Problem statement: Which lines in the records below contain the word "ReconfigureWhileRecording"? Copy each one.

Provided information:
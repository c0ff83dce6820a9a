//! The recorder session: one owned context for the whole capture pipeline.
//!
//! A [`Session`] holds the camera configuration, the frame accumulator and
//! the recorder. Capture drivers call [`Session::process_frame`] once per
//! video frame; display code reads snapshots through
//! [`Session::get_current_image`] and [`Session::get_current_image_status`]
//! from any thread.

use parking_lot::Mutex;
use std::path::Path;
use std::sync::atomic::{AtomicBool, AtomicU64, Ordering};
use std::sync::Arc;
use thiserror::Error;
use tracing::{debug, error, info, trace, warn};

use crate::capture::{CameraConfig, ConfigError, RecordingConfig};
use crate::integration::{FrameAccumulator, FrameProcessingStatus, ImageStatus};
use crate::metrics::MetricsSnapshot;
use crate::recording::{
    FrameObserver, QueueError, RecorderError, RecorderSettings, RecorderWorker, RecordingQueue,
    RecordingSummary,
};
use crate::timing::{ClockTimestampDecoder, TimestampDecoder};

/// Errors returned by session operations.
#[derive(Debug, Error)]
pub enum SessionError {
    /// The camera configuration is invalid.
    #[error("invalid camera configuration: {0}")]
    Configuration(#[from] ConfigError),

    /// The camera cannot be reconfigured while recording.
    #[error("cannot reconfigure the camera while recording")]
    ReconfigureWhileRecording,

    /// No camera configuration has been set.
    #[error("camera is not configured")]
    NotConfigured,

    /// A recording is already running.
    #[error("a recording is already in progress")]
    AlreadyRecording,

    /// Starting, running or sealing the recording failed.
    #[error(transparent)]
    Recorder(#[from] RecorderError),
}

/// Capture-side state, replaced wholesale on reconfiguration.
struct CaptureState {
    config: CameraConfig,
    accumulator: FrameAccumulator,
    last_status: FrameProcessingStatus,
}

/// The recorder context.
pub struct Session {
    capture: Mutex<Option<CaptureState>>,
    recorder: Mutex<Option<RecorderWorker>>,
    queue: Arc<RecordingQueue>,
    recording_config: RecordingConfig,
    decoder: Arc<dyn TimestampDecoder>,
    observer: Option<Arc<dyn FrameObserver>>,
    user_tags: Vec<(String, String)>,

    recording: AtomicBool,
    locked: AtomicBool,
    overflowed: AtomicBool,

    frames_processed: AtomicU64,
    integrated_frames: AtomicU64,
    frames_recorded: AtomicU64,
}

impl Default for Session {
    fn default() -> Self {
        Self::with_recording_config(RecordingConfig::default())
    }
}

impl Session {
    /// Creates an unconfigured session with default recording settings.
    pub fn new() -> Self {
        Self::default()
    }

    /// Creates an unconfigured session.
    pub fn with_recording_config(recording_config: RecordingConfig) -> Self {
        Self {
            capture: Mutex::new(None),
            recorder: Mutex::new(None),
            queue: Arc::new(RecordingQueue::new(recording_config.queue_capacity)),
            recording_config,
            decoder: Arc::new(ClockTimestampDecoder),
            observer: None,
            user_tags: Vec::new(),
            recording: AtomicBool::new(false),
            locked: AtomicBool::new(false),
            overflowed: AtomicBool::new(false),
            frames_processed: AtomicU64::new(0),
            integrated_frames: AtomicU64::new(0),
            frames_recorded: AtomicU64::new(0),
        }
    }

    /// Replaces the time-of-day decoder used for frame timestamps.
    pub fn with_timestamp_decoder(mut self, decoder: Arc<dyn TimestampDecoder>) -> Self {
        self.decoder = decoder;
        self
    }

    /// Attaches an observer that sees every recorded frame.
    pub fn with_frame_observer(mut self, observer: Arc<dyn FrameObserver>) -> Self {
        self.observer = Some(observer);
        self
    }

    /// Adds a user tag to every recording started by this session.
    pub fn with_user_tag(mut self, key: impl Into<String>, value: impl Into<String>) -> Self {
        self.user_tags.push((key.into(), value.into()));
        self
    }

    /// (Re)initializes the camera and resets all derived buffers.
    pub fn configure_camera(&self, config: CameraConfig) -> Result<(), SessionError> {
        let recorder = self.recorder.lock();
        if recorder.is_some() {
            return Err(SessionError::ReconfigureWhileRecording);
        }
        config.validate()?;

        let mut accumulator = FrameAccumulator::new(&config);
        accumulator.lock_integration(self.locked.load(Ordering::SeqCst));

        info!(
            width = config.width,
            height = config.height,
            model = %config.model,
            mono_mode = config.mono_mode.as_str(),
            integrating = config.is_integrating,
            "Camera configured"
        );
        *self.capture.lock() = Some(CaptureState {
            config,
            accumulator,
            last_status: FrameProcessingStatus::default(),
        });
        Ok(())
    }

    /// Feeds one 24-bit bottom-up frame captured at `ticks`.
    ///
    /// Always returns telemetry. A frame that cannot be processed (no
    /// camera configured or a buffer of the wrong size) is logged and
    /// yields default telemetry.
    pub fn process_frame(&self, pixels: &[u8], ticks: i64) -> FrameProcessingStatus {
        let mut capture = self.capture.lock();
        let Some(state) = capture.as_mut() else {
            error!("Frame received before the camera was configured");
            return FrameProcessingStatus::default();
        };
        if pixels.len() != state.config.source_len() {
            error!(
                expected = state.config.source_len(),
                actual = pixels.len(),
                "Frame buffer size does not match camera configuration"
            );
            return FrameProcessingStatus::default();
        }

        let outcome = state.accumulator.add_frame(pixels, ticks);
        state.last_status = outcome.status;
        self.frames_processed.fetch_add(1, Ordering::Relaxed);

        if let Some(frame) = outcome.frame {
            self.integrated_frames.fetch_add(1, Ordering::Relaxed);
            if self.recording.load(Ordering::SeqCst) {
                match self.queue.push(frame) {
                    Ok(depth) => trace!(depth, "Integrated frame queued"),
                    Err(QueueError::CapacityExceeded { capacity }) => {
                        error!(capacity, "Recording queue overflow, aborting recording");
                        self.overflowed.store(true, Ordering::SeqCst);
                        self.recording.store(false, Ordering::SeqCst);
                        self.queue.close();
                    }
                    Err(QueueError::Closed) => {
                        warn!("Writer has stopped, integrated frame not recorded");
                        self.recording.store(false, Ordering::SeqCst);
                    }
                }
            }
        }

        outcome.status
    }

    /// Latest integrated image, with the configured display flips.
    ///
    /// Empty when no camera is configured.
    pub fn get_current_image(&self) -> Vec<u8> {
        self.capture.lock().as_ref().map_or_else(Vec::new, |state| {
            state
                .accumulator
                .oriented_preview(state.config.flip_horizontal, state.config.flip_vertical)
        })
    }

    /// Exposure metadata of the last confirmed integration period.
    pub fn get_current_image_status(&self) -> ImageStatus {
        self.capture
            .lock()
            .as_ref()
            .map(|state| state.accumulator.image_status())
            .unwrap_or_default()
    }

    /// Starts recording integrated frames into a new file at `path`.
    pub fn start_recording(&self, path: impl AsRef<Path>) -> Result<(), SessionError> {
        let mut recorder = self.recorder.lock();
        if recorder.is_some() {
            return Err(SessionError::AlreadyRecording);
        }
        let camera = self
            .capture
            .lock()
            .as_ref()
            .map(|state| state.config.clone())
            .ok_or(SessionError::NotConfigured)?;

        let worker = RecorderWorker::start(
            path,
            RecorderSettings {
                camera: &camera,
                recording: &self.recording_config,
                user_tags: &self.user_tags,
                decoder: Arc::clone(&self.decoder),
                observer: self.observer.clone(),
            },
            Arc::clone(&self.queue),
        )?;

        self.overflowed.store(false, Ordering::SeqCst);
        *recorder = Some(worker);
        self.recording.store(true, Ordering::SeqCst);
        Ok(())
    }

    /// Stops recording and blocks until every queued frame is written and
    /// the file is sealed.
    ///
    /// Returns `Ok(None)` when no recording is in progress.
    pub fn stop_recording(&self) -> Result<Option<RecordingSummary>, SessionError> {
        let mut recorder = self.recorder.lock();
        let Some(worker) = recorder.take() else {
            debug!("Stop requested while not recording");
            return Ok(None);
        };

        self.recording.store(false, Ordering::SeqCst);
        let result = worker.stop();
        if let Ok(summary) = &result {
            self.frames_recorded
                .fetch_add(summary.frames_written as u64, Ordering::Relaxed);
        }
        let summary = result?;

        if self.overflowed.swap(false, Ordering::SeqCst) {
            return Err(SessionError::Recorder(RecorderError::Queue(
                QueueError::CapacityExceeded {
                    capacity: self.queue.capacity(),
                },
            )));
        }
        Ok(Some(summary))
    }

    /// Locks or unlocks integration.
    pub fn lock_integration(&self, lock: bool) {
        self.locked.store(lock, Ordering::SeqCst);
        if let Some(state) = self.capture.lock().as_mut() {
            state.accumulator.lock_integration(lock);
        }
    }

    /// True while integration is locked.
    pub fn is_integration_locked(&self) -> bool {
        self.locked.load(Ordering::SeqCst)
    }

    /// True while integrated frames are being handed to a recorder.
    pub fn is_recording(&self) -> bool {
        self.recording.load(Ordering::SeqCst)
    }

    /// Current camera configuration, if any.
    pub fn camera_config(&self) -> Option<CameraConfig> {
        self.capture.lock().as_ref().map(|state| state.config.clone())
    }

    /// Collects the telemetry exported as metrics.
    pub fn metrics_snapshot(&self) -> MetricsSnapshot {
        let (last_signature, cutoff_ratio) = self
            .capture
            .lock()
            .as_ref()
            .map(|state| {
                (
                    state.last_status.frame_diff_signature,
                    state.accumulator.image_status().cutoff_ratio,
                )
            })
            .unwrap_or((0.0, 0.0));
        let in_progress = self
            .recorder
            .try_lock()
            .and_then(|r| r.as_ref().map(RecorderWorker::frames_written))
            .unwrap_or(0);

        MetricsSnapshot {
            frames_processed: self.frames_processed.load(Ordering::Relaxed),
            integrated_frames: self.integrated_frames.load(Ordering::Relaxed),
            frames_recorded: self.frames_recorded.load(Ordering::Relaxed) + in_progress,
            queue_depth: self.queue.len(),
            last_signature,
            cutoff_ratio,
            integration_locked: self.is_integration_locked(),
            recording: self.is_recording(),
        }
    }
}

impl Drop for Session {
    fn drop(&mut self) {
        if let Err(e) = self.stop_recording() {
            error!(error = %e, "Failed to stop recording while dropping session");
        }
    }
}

Exercise result:
    ReconfigureWhileRecording,
            return Err(SessionError::ReconfigureWhileRecording);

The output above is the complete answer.